Venerdi, 17/07/2009 - È tutto un fremito Ham–Let, la lettura dell’Amleto shakespeariano, per un verso impertinente e per l’altro pertinente, offerta alla Piccola Compagnia della Magnolia, un gruppo teatrale ricco di promesse e di talento scenico, che come un pulcino dal suo guscio frantumato è uscito con impeto dal Festival delle Colline torinesi fra gli applausi del pubblico. Lo guida con piglio saldo Giorgia Cerruti, sostenuta dalla buona scuola di Paolo Grassi e dal teatro francese di mimo. Chi abita a Torino e presta attenzione agli spettacoli conosceva già la giovane compagnia e l’apprezzava; ma questo ultimo exploit ha confermato che il teatro di ricerca talvolta trova.
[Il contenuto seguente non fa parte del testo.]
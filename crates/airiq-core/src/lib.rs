//! # AirIQ Core Library
//!
//! Core functionality for polling serial air quality sensors.

#![warn(missing_docs)]
#![cfg_attr(docsrs, feature(doc_cfg))]

//!
//! This library provides:
//! - Frame synchronization and checksum validation for raw serial streams
//! - PMS5003 particulate matter frame decoding
//! - MH-Z19C CO2 command/response decoding
//! - Continuous polling sessions with cooperative cancellation
//! - A shared latest-reading slot for background polling
//!
//! ## Supported sensors
//!
//! - Plantower PMS5003 (PM1.0 / PM2.5 / PM10)
//! - Winsen MH-Z19C (CO2, temperature)
//!
//! ## Example
//!
//! ```rust,ignore
//! use airiq_core::prelude::*;
//! use std::time::Duration;
//!
//! let sensor = Pms5003::open(&SensorLinkConfig::new("/dev/ttyS0"))?;
//! let reader = ContinuousReader::new(sensor, Duration::from_secs(2))
//!     .with_duration(Duration::from_secs(60));
//!
//! for outcome in reader {
//!     match outcome {
//!         Ok(reading) => println!("PM2.5: {} µg/m³", reading.pm25_atm),
//!         Err(e) => eprintln!("read failed: {e}"),
//!     }
//! }
//! ```

pub mod classifier;
pub mod config;
pub mod continuous;
pub mod diagnostics;
pub mod monitor;
pub mod protocol;
pub mod reading;
pub mod sensor;
pub mod storage;

/// Re-export commonly used types
pub mod prelude {
    pub use crate::classifier::{AirQuality, Co2Level};
    pub use crate::config::{AirIqConfig, ConfigError, PollingSettings};
    pub use crate::continuous::{CancelHandle, ContinuousReader, SessionState, StopReason};
    pub use crate::monitor::{spawn_monitor, LatestReading, MonitorHandle, MonitorSnapshot};
    pub use crate::protocol::{
        ByteSource, CalibrationConfirmation, FailureKind, MockSource, Protocol, SensorError,
        SensorLinkConfig,
    };
    pub use crate::reading::{Co2Reading, DecodeOutcome, PmReading, Reading};
    pub use crate::sensor::{Mhz19c, Pms5003, Sensor};
    pub use crate::storage::{MemoryStore, ReadingStore, StoredReading};
}

/// Library version
pub const VERSION: &str = env!("CARGO_PKG_VERSION");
Questa lettura folgorante, sintetica, tutta un fremito ripercorre rapidamente l’arco della più nota e universale delle tragedie, e con accensioni di fantasia ne estrae l’essenza illuminandone gli episodi più sconvolgenti. A modo suo li illustra insieme ai travestimenti dell’amore, mantenendo una forte tensione emotiva e una libertà che con uno sberleffo sfida l’anarchia. Lo spettacolo, per scelta felice non troppo lungo, piccola follia nella follia, si spande con un dispendio di energia furibonda fra luci spietate e costumi spropositati dominati dal nero e dal cremisi. Ma quel delirio tinto di insensatezza e attraversato da qualche eccesso mantiene la lucidità di una buona preparazione teatrale e una freschezza giovanile. Quello di Torino alla Cavallerizza è stato un debutto. Il rodaggio porterà questa lettura espressiva e stravagante ad un traguardo degno dei migliori palcoscenici.
Valentina Tullio (Ofelia) Davide Giglio (Hamm-Let) Giorgia Cerruti (Gertrude) sono gli interpreti di questa elaborazione che si deve a Giorgia Cerreti, anche regista dello spettacolo. Con impegno e concentrazione danno sfogo senza titubanze al loro temperamento, fino allo stremo, fino all’immersione finale nella schiuma che al compimento di quei luttuoso eventi invade il palcoscenico e sommergendo tutto e tutti con un tocco di ironia riporta nella realtà di un piccolo palcoscenico un vertice irraggiungibile di tragedia.